An epidemic of Chinese ferret badger-associated human rabies was investigated in Wuyuan county, Jiangxi province and rabies viruses isolates from ferret badgers in different districts in Jiangxi and Zhejiang provinces were sequenced with their nucleotides and amino acids and aligned for epidemiological analysis. The results showed that the human rabies in Wuyuan are only associated with ferret badger bites; the rabies virus can be isolated in a high percentage of ferret badgers in the epidemic areas in Jiangxi and Zhejiang provinces; the isolates share the same molecular features in nucleotides and have characteristic amino acid signatures, i.e., 2 sites in the nucleoprotein and 3 sites in the glycoprotein, that are distinct from virus isolates from dogs in the same region. We conclude that rabies in Chinese ferret badgers has formed an independent transmission cycle and ferret badgers may serve as another important rabies reservoir independent of dog rabies in China.
Citation: Shoufeng Zhang, Ye Liu, Yanli Hou, Jinghui Zhao, Fei Zhang, Ying Wang, Rongliang Hu. Epidemic and Maintenance of Rabies in Chinese Ferret Badgers (Melogale moschata) indicated by Epidemiology and the Molecular Signatures of Rabies Viruses[J]. VIROLOGICA SINICA, 2013, 28 (3): 146-151 https://doi.org/10.1007/s12250-013-3316-7
Received: 8 March, 2013; Accepted: 6 May 2013
Copyright: © Wuhan Institute of Virology, CAS and Springer-Verlag Berlin Heidelberg 2013
Data Availability: All relevant data are within the paper and its Supporting Information files.
Corresponding author: Rongliang Hu, Phone/Fax: +86-431-86985867, E-mail: firstname.lastname@example.org.

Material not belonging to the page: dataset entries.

//! Screenshot regression comparison: pairs screenshots from two folders,
//! strips volatile headers, then judges each pair on OCR text and focus state.

pub mod app;
pub mod backend;
pub mod cli;
pub mod comparator;
pub mod config;
pub mod error;
pub mod output;
pub mod pairing;
pub mod pipeline;
pub mod progress;
pub mod settings;

pub use app::{run_batch, watch_interrupts};
pub use comparator::{PairFailure, PairStage, SmartImageComparator};
pub use config::CompareConfig;
pub use error::{BatchError, ErrorKind, PairError};
pub use pairing::{ImagePair, PairEntry, discover_pairs};
pub use pipeline::{BatchRun, BatchRunner, PairOutcome};
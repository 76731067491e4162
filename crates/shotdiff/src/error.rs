use std::path::PathBuf;

use serde::Serialize;
use thiserror::Error;

use crate::output::OutputError;

#[derive(Debug, Clone, Copy, PartialEq, Eq, Serialize)]
#[serde(rename_all = "snake_case")]
pub enum ErrorKind {
    Input,
    DimensionMismatch,
    OcrUnavailable,
    Internal,
}

impl ErrorKind {
    pub fn as_str(self) -> &'static str {
        match self {
            ErrorKind::Input => "input",
            ErrorKind::DimensionMismatch => "dimension_mismatch",
            ErrorKind::OcrUnavailable => "ocr_unavailable",
            ErrorKind::Internal => "internal",
        }
    }
}

/// Failure confined to a single image pair; the batch carries on.
#[derive(Debug, Error)]
pub enum PairError {
    #[error("cannot read {}: {reason}", .path.display())]
    Input { path: PathBuf, reason: String },
    #[error(
        "image sizes differ too much: {reference_width}x{reference_height} vs {candidate_width}x{candidate_height}"
    )]
    DimensionMismatch {
        reference_width: u32,
        reference_height: u32,
        candidate_width: u32,
        candidate_height: u32,
    },
    #[error("OCR unavailable: {message}")]
    OcrUnavailable { message: String },
    #[error("worker task failed: {message}")]
    Internal { message: String },
}

impl PairError {
    pub fn input(path: impl Into<PathBuf>, reason: impl Into<String>) -> Self {
        PairError::Input {
            path: path.into(),
            reason: reason.into(),
        }
    }

    pub fn kind(&self) -> ErrorKind {
        match self {
            PairError::Input { .. } => ErrorKind::Input,
            PairError::DimensionMismatch { .. } => ErrorKind::DimensionMismatch,
            PairError::OcrUnavailable { .. } => ErrorKind::OcrUnavailable,
            PairError::Internal { .. } => ErrorKind::Internal,
        }
    }
}

/// Failure that stops the whole run.
#[derive(Debug, Error)]
pub enum BatchError {
    #[error("input folder {}: {reason}", .path.display())]
    Input { path: PathBuf, reason: String },
    /// Raised by the engine check (`filename` is `None`) or by the first
    /// pair that reached OCR.
    #[error("OCR engine unavailable: {message}")]
    OcrUnavailable {
        filename: Option<String>,
        message: String,
    },
    #[error("failed to write report: {0}")]
    Output(#[from] OutputError),
}
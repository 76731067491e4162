//! Shared value objects for the shotdiff workspace.
//!
//! This crate centralizes the lightweight data structures passed between the
//! detector, OCR, comparator, and CLI crates. Keep it free of imaging and
//! runtime dependencies so every crate can depend on it cheaply.

use std::fmt;
use std::str::FromStr;

use serde::Serialize;
use thiserror::Error;

/// Axis-aligned pixel rectangle.
#[derive(Debug, Clone, Copy, PartialEq, Eq, Default, Serialize)]
pub struct BoundingBox {
    pub x: u32,
    pub y: u32,
    pub width: u32,
    pub height: u32,
}

impl BoundingBox {
    pub fn new(x: u32, y: u32, width: u32, height: u32) -> Self {
        Self {
            x,
            y,
            width,
            height,
        }
    }

    /// Builds a box from inclusive corner coordinates.
    pub fn from_corners(min_x: u32, min_y: u32, max_x: u32, max_y: u32) -> Self {
        Self {
            x: min_x,
            y: min_y,
            width: max_x.saturating_sub(min_x) + 1,
            height: max_y.saturating_sub(min_y) + 1,
        }
    }

    pub fn right(&self) -> u32 {
        self.x.saturating_add(self.width)
    }

    pub fn bottom(&self) -> u32 {
        self.y.saturating_add(self.height)
    }

    pub fn area(&self) -> u64 {
        self.width as u64 * self.height as u64
    }

    pub fn center(&self) -> Point {
        Point {
            x: self.x as f32 + self.width as f32 / 2.0,
            y: self.y as f32 + self.height as f32 / 2.0,
        }
    }

    /// True when the two boxes share at least one pixel.
    pub fn intersects(&self, other: &BoundingBox) -> bool {
        self.x < other.right()
            && other.x < self.right()
            && self.y < other.bottom()
            && other.y < self.bottom()
    }

    pub fn offset_y(self, dy: u32) -> BoundingBox {
        BoundingBox {
            y: self.y.saturating_add(dy),
            ..self
        }
    }
}

#[derive(Debug, Clone, Copy, PartialEq, Serialize)]
pub struct Point {
    pub x: f32,
    pub y: f32,
}

#[derive(Debug, Clone, Copy, PartialEq, Eq, Serialize)]
#[serde(rename_all = "lowercase")]
pub enum BoundaryMethod {
    Dynamic,
    Fallback,
}

impl BoundaryMethod {
    pub fn as_str(self) -> &'static str {
        match self {
            BoundaryMethod::Dynamic => "dynamic",
            BoundaryMethod::Fallback => "fallback",
        }
    }
}

/// Vertical split between volatile header chrome and the comparable body.
#[derive(Debug, Clone, Copy, PartialEq, Eq, Serialize)]
pub struct HeaderBoundary {
    pub offset_px: u32,
    pub method: BoundaryMethod,
}

impl HeaderBoundary {
    pub fn dynamic(offset_px: u32) -> Self {
        Self {
            offset_px,
            method: BoundaryMethod::Dynamic,
        }
    }

    pub fn fallback(offset_px: u32) -> Self {
        Self {
            offset_px,
            method: BoundaryMethod::Fallback,
        }
    }
}

#[derive(Debug, Clone, PartialEq, Serialize)]
pub struct TextBlock {
    pub text: String,
    /// Engine confidence in `[0, 100]`.
    pub confidence: f32,
    pub bounding_box: BoundingBox,
}

impl TextBlock {
    pub fn new(text: impl Into<String>, confidence: f32, bounding_box: BoundingBox) -> Self {
        Self {
            text: text.into(),
            confidence,
            bounding_box,
        }
    }
}

/// OCR output for one body region, already filtered by confidence.
#[derive(Debug, Clone, Default, PartialEq, Serialize)]
pub struct TextExtraction {
    pub blocks: Vec<TextBlock>,
}

impl TextExtraction {
    pub fn new(blocks: Vec<TextBlock>) -> Self {
        Self { blocks }
    }

    pub fn empty() -> Self {
        Self { blocks: Vec::new() }
    }

    pub fn is_empty(&self) -> bool {
        self.blocks.is_empty()
    }
}

#[derive(Debug, Clone, Copy, PartialEq, Eq, Serialize)]
#[serde(rename_all = "lowercase")]
pub enum DiffSeverity {
    Minor,
    Moderate,
    Major,
    Severe,
}

impl DiffSeverity {
    pub fn message(self) -> &'static str {
        match self {
            DiffSeverity::Minor => "minor differences",
            DiffSeverity::Moderate => "differs in several fields",
            DiffSeverity::Major => "significant differences",
            DiffSeverity::Severe => "major content differences detected",
        }
    }
}

#[derive(Debug, Clone, PartialEq, Serialize)]
pub struct TextVerdict {
    /// Normalized similarity in `[0, 1]`.
    pub similarity: f64,
    pub matched: bool,
    pub reason: String,
    pub severity: Option<DiffSeverity>,
    pub reference_text: String,
    pub candidate_text: String,
}

#[derive(Debug, Clone, Copy, PartialEq, Eq, Hash, PartialOrd, Ord, Serialize)]
#[serde(rename_all = "lowercase")]
pub enum FocusKind {
    Bold,
    Border,
    Cursor,
}

impl FocusKind {
    /// All kinds, strongest indicator first.
    pub const BY_PRIORITY: [FocusKind; 3] = [FocusKind::Cursor, FocusKind::Border, FocusKind::Bold];

    pub fn as_str(self) -> &'static str {
        match self {
            FocusKind::Cursor => "cursor",
            FocusKind::Border => "border",
            FocusKind::Bold => "bold",
        }
    }

    /// Higher wins when candidates of different kinds overlap.
    pub fn priority(self) -> u8 {
        match self {
            FocusKind::Cursor => 3,
            FocusKind::Border => 2,
            FocusKind::Bold => 1,
        }
    }
}

impl fmt::Display for FocusKind {
    fn fmt(&self, f: &mut fmt::Formatter<'_>) -> fmt::Result {
        f.write_str(self.as_str())
    }
}

#[derive(Debug, Error, PartialEq, Eq)]
#[error("unknown focus kind '{0}' (expected cursor, border or bold)")]
pub struct ParseFocusKindError(pub String);

impl FromStr for FocusKind {
    type Err = ParseFocusKindError;

    fn from_str(value: &str) -> Result<Self, Self::Err> {
        match value.trim().to_ascii_lowercase().as_str() {
            "cursor" | "caret" => Ok(FocusKind::Cursor),
            "border" | "ring" => Ok(FocusKind::Border),
            "bold" => Ok(FocusKind::Bold),
            other => Err(ParseFocusKindError(other.to_string())),
        }
    }
}

#[derive(Debug, Clone, Copy, PartialEq, Serialize)]
pub struct FocusCandidate {
    pub kind: FocusKind,
    pub position: Point,
    pub extent: BoundingBox,
}

impl FocusCandidate {
    /// Candidate positioned at the center of its extent.
    pub fn new(kind: FocusKind, extent: BoundingBox) -> Self {
        Self {
            kind,
            position: extent.center(),
            extent,
        }
    }

    pub fn offset_y(self, dy: u32) -> Self {
        Self::new(self.kind, self.extent.offset_y(dy))
    }
}

/// Deduplicated focus indicators found in one image.
#[derive(Debug, Clone, Default, PartialEq, Serialize)]
pub struct FocusExtraction {
    pub candidates: Vec<FocusCandidate>,
    pub frame_width: u32,
    pub frame_height: u32,
}

impl FocusExtraction {
    pub fn new(candidates: Vec<FocusCandidate>, frame_width: u32, frame_height: u32) -> Self {
        Self {
            candidates,
            frame_width,
            frame_height,
        }
    }

    pub fn empty(frame_width: u32, frame_height: u32) -> Self {
        Self::new(Vec::new(), frame_width, frame_height)
    }

    pub fn is_empty(&self) -> bool {
        self.candidates.is_empty()
    }

    pub fn strongest_kind(&self) -> Option<FocusKind> {
        self.candidates
            .iter()
            .map(|candidate| candidate.kind)
            .max_by_key(|kind| kind.priority())
    }

    /// The strongest-kind candidate that comes first in reading order.
    pub fn primary(&self) -> Option<&FocusCandidate> {
        let kind = self.strongest_kind()?;
        self.candidates
            .iter()
            .filter(|candidate| candidate.kind == kind)
            .min_by_key(|candidate| (candidate.extent.y, candidate.extent.x))
    }
}

#[derive(Debug, Clone, Copy, PartialEq, Eq, Serialize)]
#[serde(rename_all = "snake_case")]
pub enum FocusChange {
    NoneObserved,
    Unchanged,
    Lost,
    Gained,
    Moved,
    KindChanged,
    Disabled,
}

impl FocusChange {
    pub fn detail(self) -> &'static str {
        match self {
            FocusChange::NoneObserved => "no focus indicator in either image",
            FocusChange::Unchanged => "focus unchanged",
            FocusChange::Lost => "focus lost",
            FocusChange::Gained => "focus gained",
            FocusChange::Moved => "focus moved",
            FocusChange::KindChanged => "focus kind changed",
            FocusChange::Disabled => "focus detection disabled",
        }
    }

    pub fn is_match(self) -> bool {
        matches!(
            self,
            FocusChange::NoneObserved | FocusChange::Unchanged | FocusChange::Disabled
        )
    }
}

#[derive(Debug, Clone, PartialEq, Serialize)]
pub struct FocusVerdict {
    pub matched: bool,
    pub detail: String,
    pub change: FocusChange,
    pub reference: Option<FocusCandidate>,
    pub candidate: Option<FocusCandidate>,
}

impl FocusVerdict {
    pub fn new(
        change: FocusChange,
        reference: Option<FocusCandidate>,
        candidate: Option<FocusCandidate>,
    ) -> Self {
        Self {
            matched: change.is_match(),
            detail: change.detail().to_string(),
            change,
            reference,
            candidate,
        }
    }

    pub fn disabled() -> Self {
        Self::new(FocusChange::Disabled, None, None)
    }
}

#[derive(Debug, Clone, Copy, PartialEq, Eq, Serialize)]
pub enum Verdict {
    #[serde(rename = "PASS")]
    Pass,
    #[serde(rename = "FAIL")]
    Fail,
}

impl Verdict {
    pub fn from_matches(text_matched: bool, focus_matched: bool) -> Self {
        if text_matched && focus_matched {
            Verdict::Pass
        } else {
            Verdict::Fail
        }
    }

    pub fn as_str(self) -> &'static str {
        match self {
            Verdict::Pass => "PASS",
            Verdict::Fail => "FAIL",
        }
    }
}

/// Which input folder a file came from.
#[derive(Debug, Clone, Copy, PartialEq, Eq, Serialize)]
#[serde(rename_all = "lowercase")]
pub enum Side {
    Version1,
    Version2,
}

impl Side {
    pub fn as_str(self) -> &'static str {
        match self {
            Side::Version1 => "version1",
            Side::Version2 => "version2",
        }
    }
}

#[derive(Debug, Clone, Copy, PartialEq, Eq, Serialize)]
pub struct HeaderPair {
    pub version1: HeaderBoundary,
    pub version2: HeaderBoundary,
}

/// Immutable outcome of one successfully compared pair.
#[derive(Debug, Clone, PartialEq, Serialize)]
pub struct ComparisonResult {
    pub filename: String,
    pub headers: HeaderPair,
    pub text_verdict: TextVerdict,
    pub focus_verdict: FocusVerdict,
    pub overall: Verdict,
}

impl ComparisonResult {
    pub fn new(
        filename: impl Into<String>,
        headers: HeaderPair,
        text_verdict: TextVerdict,
        focus_verdict: FocusVerdict,
    ) -> Self {
        let overall = Verdict::from_matches(text_verdict.matched, focus_verdict.matched);
        Self {
            filename: filename.into(),
            headers,
            text_verdict,
            focus_verdict,
            overall,
        }
    }

    pub fn passed(&self) -> bool {
        self.overall == Verdict::Pass
    }
}

#[cfg(test)]
mod tests {
    use super::*;

    fn candidate(kind: FocusKind, x: u32, y: u32) -> FocusCandidate {
        FocusCandidate::new(kind, BoundingBox::new(x, y, 10, 10))
    }

    #[test]
    fn touching_boxes_do_not_intersect() {
        let a = BoundingBox::new(0, 0, 10, 10);
        let b = BoundingBox::new(10, 0, 10, 10);
        let c = BoundingBox::new(9, 9, 5, 5);
        assert!(!a.intersects(&b));
        assert!(a.intersects(&c));
        assert!(c.intersects(&a));
    }

    #[test]
    fn corners_are_inclusive() {
        let bbox = BoundingBox::from_corners(2, 3, 2, 14);
        assert_eq!(bbox.width, 1);
        assert_eq!(bbox.height, 12);
    }

    #[test]
    fn primary_prefers_strongest_kind_then_reading_order() {
        let extraction = FocusExtraction::new(
            vec![
                candidate(FocusKind::Bold, 0, 0),
                candidate(FocusKind::Border, 50, 80),
                candidate(FocusKind::Border, 40, 20),
            ],
            200,
            200,
        );
        let primary = extraction.primary().unwrap();
        assert_eq!(primary.kind, FocusKind::Border);
        assert_eq!(primary.extent.y, 20);
        assert!(FocusExtraction::empty(10, 10).primary().is_none());
    }

    #[test]
    fn overall_requires_both_verdicts() {
        assert_eq!(Verdict::from_matches(true, true), Verdict::Pass);
        assert_eq!(Verdict::from_matches(true, false), Verdict::Fail);
        assert_eq!(Verdict::from_matches(false, true), Verdict::Fail);
    }

    #[test]
    fn focus_kind_round_trips_through_names() {
        for kind in FocusKind::BY_PRIORITY {
            assert_eq!(kind.as_str().parse::<FocusKind>(), Ok(kind));
        }
        assert!("glow".parse::<FocusKind>().is_err());
    }

    #[test]
    fn verdict_serializes_as_upper_case() {
        let value = serde_json::to_string(&Verdict::Fail).unwrap();
        assert_eq!(value, "\"FAIL\"");
        let change = serde_json::to_string(&FocusChange::KindChanged).unwrap();
        assert_eq!(change, "\"kind_changed\"");
    }
}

Rabies is one of the better known encephalitides, caused by the rabies virus of the genus Lyssavirus in the family of Rhabdoviridae (George M B, 2007). About 55000 human rabies cases are reported each year worldwide with ≥ 90% caused by dog (Canis lupus familiaris) bites (Zhang Y Z, 2006). In countries where dog rabies has been controlled due to active vaccination campaigns and surveillance, dog rabies is no longer prevalent, and human cases in these countries or regions are usually caused by wildlife reservoirs (Rupprecht C E, 2006). Foxes, raccoons, skunks, jackals, mongooses, and bats have been successively reported to be responsible for human deaths in these regions (Hanlon C A, 2007). Nevertheless, in China, dog rabies is still considered to serve as the main source of infection for human rabies (Hu R L, 2008) and in the total number of 2000-3000 human rabies cases reported annually at the national level, ≥ 95% were dog-associated rabies, according to retrospective epidemiology investigation. Cat, mongoose and other wildlife-associated human rabies in China have been generally considered to be infrequent and isolated incidents result from spillover from rabid dogs without epidemiological significance.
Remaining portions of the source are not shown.